** Exercise aim **
When you reach the listing, restate it word for word, leaving nothing out.

** Supplied material **
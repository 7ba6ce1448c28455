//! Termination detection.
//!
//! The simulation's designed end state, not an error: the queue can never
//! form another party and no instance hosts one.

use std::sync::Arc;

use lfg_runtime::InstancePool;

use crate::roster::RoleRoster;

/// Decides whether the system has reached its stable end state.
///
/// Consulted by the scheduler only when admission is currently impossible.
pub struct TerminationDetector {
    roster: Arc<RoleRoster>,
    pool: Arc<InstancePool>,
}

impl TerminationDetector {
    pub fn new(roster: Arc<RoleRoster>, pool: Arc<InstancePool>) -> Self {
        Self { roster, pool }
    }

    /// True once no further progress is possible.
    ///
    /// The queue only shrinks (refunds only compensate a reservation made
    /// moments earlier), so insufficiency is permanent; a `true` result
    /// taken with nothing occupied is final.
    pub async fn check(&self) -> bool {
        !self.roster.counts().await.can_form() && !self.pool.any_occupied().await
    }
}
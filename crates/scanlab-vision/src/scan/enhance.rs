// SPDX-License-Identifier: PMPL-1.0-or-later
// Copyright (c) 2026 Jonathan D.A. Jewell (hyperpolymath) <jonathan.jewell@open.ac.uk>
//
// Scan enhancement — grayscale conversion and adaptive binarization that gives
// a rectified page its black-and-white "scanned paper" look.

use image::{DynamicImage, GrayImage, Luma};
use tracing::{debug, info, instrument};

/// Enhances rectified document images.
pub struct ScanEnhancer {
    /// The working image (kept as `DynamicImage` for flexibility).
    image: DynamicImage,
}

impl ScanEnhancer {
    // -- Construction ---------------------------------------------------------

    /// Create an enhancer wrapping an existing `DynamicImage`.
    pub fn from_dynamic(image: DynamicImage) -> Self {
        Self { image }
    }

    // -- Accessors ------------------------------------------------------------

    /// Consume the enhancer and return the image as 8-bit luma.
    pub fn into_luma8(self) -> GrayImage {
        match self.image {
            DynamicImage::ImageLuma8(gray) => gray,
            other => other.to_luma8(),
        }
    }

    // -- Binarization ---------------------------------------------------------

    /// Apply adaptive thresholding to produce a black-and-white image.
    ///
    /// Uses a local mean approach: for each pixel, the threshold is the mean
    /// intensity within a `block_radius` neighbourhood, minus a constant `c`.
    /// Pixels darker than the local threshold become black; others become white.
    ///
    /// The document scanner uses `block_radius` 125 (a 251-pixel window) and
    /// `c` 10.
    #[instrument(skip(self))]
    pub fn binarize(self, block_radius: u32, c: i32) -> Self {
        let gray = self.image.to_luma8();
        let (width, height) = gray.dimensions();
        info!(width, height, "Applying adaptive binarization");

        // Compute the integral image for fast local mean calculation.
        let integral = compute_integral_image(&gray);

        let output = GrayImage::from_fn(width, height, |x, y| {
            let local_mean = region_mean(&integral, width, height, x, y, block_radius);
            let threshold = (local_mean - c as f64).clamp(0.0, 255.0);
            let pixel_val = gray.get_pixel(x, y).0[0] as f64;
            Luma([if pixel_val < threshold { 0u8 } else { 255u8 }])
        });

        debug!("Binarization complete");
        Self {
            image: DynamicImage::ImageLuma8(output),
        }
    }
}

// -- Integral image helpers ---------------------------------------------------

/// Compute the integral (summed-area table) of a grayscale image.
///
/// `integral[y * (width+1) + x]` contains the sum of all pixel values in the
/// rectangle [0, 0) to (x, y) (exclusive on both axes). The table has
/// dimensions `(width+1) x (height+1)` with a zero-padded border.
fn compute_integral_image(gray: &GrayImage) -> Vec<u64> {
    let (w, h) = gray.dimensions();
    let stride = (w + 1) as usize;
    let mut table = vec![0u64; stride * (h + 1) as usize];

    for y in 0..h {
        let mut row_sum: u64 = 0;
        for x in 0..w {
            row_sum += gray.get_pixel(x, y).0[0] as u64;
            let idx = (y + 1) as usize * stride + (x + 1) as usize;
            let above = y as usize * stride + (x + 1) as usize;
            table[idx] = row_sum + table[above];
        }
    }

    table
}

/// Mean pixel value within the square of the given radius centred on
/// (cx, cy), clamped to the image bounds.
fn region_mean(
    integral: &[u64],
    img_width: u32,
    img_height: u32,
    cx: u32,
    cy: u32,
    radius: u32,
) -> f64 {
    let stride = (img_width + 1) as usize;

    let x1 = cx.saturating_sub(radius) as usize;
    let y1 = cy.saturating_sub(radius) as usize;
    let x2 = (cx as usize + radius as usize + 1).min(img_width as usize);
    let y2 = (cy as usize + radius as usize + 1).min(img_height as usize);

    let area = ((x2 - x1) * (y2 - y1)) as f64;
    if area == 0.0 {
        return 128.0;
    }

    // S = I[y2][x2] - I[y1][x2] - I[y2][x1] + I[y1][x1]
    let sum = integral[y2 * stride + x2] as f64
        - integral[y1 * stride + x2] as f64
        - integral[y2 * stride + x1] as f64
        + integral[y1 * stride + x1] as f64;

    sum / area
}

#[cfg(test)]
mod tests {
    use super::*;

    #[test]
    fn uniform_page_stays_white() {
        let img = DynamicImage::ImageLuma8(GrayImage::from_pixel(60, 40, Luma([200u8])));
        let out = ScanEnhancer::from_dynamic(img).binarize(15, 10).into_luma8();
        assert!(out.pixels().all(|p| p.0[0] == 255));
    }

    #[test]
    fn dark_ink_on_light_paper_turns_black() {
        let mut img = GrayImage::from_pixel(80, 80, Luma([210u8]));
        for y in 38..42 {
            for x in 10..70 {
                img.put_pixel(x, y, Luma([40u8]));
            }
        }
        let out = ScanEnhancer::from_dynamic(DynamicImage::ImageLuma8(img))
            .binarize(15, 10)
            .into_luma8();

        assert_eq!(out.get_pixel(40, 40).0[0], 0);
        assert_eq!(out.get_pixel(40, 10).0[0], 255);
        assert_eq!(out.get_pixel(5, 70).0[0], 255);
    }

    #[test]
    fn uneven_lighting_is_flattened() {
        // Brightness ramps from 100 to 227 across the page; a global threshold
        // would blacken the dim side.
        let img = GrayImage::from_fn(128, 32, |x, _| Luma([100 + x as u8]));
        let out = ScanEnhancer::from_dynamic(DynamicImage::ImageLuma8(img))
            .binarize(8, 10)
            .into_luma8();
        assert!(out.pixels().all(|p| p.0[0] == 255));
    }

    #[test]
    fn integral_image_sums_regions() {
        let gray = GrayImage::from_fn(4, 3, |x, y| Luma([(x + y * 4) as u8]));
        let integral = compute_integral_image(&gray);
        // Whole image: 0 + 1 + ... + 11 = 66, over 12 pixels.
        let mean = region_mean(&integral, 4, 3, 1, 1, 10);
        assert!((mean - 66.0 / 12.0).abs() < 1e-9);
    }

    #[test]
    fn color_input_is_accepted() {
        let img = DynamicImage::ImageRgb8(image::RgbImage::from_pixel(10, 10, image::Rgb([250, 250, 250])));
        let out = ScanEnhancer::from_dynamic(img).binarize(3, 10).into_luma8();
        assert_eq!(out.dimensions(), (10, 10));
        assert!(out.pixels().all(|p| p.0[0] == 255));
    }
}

** Exercise solution **
repository 7ba6ce1448c28455
//! Termination detection.
//!
//! The simulation's designed end state, not an error: the queue can never
//! form another party and no instance hosts one.

use std::sync::Arc;

use lfg_runtime::InstancePool;

use crate::roster::RoleRoster;

/// Decides whether the system has reached its stable end state.
///
/// Consulted by the scheduler only when admission is currently impossible.
pub struct TerminationDetector {
    roster: Arc<RoleRoster>,
    pool: Arc<InstancePool>,
}

impl TerminationDetector {
    pub fn new(roster: Arc<RoleRoster>, pool: Arc<InstancePool>) -> Self {
        Self { roster, pool }
    }

    /// True once no further progress is possible.
    ///
    /// The queue only shrinks (refunds only compensate a reservation made
    /// moments earlier), so insufficiency is permanent; a `true` result
    /// taken with nothing occupied is final.
    pub async fn check(&self) -> bool {
        !self.roster.counts().await.can_form() && !self.pool.any_occupied().await
    }
}
filename crates/scanlab-vision/src/scan/enhance.rs
// SPDX-License-Identifier: PMPL-1.0-or-later
// Copyright (c) 2026 Jonathan D.A. Jewell (hyperpolymath) <jonathan.jewell@open.ac.uk>
//
// Scan enhancement — grayscale conversion and adaptive binarization that gives
// a rectified page its black-and-white "scanned paper" look.

use image::{DynamicImage, GrayImage, Luma};
use tracing::{debug, info, instrument};

/// Enhances rectified document images.
pub struct ScanEnhancer {
    /// The working image (kept as `DynamicImage` for flexibility).
    image: DynamicImage,
}

impl ScanEnhancer {
    // -- Construction ---------------------------------------------------------

    /// Create an enhancer wrapping an existing `DynamicImage`.
    pub fn from_dynamic(image: DynamicImage) -> Self {
        Self { image }
    }

    // -- Accessors ------------------------------------------------------------

    /// Consume the enhancer and return the image as 8-bit luma.
    pub fn into_luma8(self) -> GrayImage {
        match self.image {
            DynamicImage::ImageLuma8(gray) => gray,
            other => other.to_luma8(),
        }
    }

    // -- Binarization ---------------------------------------------------------

    /// Apply adaptive thresholding to produce a black-and-white image.
    ///
    /// Uses a local mean approach: for each pixel, the threshold is the mean
    /// intensity within a `block_radius` neighbourhood, minus a constant `c`.
    /// Pixels darker than the local threshold become black; others become white.
    ///
    /// The document scanner uses `block_radius` 125 (a 251-pixel window) and
    /// `c` 10.
    #[instrument(skip(self))]
    pub fn binarize(self, block_radius: u32, c: i32) -> Self {
        let gray = self.image.to_luma8();
        let (width, height) = gray.dimensions();
        info!(width, height, "Applying adaptive binarization");

        // Compute the integral image for fast local mean calculation.
        let integral = compute_integral_image(&gray);

        let output = GrayImage::from_fn(width, height, |x, y| {
            let local_mean = region_mean(&integral, width, height, x, y, block_radius);
            let threshold = (local_mean - c as f64).clamp(0.0, 255.0);
            let pixel_val = gray.get_pixel(x, y).0[0] as f64;
            Luma([if pixel_val < threshold { 0u8 } else { 255u8 }])
        });

        debug!("Binarization complete");
        Self {
            image: DynamicImage::ImageLuma8(output),
        }
    }
}

// -- Integral image helpers ---------------------------------------------------

/// Compute the integral (summed-area table) of a grayscale image.
///
/// `integral[y * (width+1) + x]` contains the sum of all pixel values in the
/// rectangle [0, 0) to (x, y) (exclusive on both axes). The table has
/// dimensions `(width+1) x (height+1)` with a zero-padded border.
fn compute_integral_image(gray: &GrayImage) -> Vec<u64> {
    let (w, h) = gray.dimensions();
    let stride = (w + 1) as usize;
    let mut table = vec![0u64; stride * (h + 1) as usize];

    for y in 0..h {
        let mut row_sum: u64 = 0;
        for x in 0..w {
            row_sum += gray.get_pixel(x, y).0[0] as u64;
            let idx = (y + 1) as usize * stride + (x + 1) as usize;
            let above = y as usize * stride + (x + 1) as usize;
            table[idx] = row_sum + table[above];
        }
    }

    table
}

/// Mean pixel value within the square of the given radius centred on
/// (cx, cy), clamped to the image bounds.
fn region_mean(
    integral: &[u64],
    img_width: u32,
    img_height: u32,
    cx: u32,
    cy: u32,
    radius: u32,
) -> f64 {
    let stride = (img_width + 1) as usize;

    let x1 = cx.saturating_sub(radius) as usize;
    let y1 = cy.saturating_sub(radius) as usize;
    let x2 = (cx as usize + radius as usize + 1).min(img_width as usize);
    let y2 = (cy as usize + radius as usize + 1).min(img_height as usize);

    let area = ((x2 - x1) * (y2 - y1)) as f64;
    if area == 0.0 {
        return 128.0;
    }

    // S = I[y2][x2] - I[y1][x2] - I[y2][x1] + I[y1][x1]
    let sum = integral[y2 * stride + x2] as f64
        - integral[y1 * stride + x2] as f64
        - integral[y2 * stride + x1] as f64
        + integral[y1 * stride + x1] as f64;

    sum / area
}

#[cfg(test)]
mod tests {
    use super::*;

    #[test]
    fn uniform_page_stays_white() {
        let img = DynamicImage::ImageLuma8(GrayImage::from_pixel(60, 40, Luma([200u8])));
        let out = ScanEnhancer::from_dynamic(img).binarize(15, 10).into_luma8();
        assert!(out.pixels().all(|p| p.0[0] == 255));
    }

    #[test]
    fn dark_ink_on_light_paper_turns_black() {
        let mut img = GrayImage::from_pixel(80, 80, Luma([210u8]));
        for y in 38..42 {
            for x in 10..70 {
                img.put_pixel(x, y, Luma([40u8]));
            }
        }
        let out = ScanEnhancer::from_dynamic(DynamicImage::ImageLuma8(img))
            .binarize(15, 10)
            .into_luma8();

        assert_eq!(out.get_pixel(40, 40).0[0], 0);
        assert_eq!(out.get_pixel(40, 10).0[0], 255);
        assert_eq!(out.get_pixel(5, 70).0[0], 255);
    }

    #[test]
    fn uneven_lighting_is_flattened() {
        // Brightness ramps from 100 to 227 across the page; a global threshold
        // would blacken the dim side.
        let img = GrayImage::from_fn(128, 32, |x, _| Luma([100 + x as u8]));
        let out = ScanEnhancer::from_dynamic(DynamicImage::ImageLuma8(img))
            .binarize(8, 10)
            .into_luma8();
        assert!(out.pixels().all(|p| p.0[0] == 255));
    }

    #[test]
    fn integral_image_sums_regions() {
        let gray = GrayImage::from_fn(4, 3, |x, y| Luma([(x + y * 4) as u8]));
        let integral = compute_integral_image(&gray);
        // Whole image: 0 + 1 + ... + 11 = 66, over 12 pixels.
        let mean = region_mean(&integral, 4, 3, 1, 1, 10);
        assert!((mean - 66.0 / 12.0).abs() < 1e-9);
    }

    #[test]
    fn color_input_is_accepted() {
        let img = DynamicImage::ImageRgb8(image::RgbImage::from_pixel(10, 10, image::Rgb([250, 250, 250])));
        let out = ScanEnhancer::from_dynamic(img).binarize(3, 10).into_luma8();
        assert_eq!(out.dimensions(), (10, 10));
        assert!(out.pixels().all(|p| p.0[0] == 255));
    }
}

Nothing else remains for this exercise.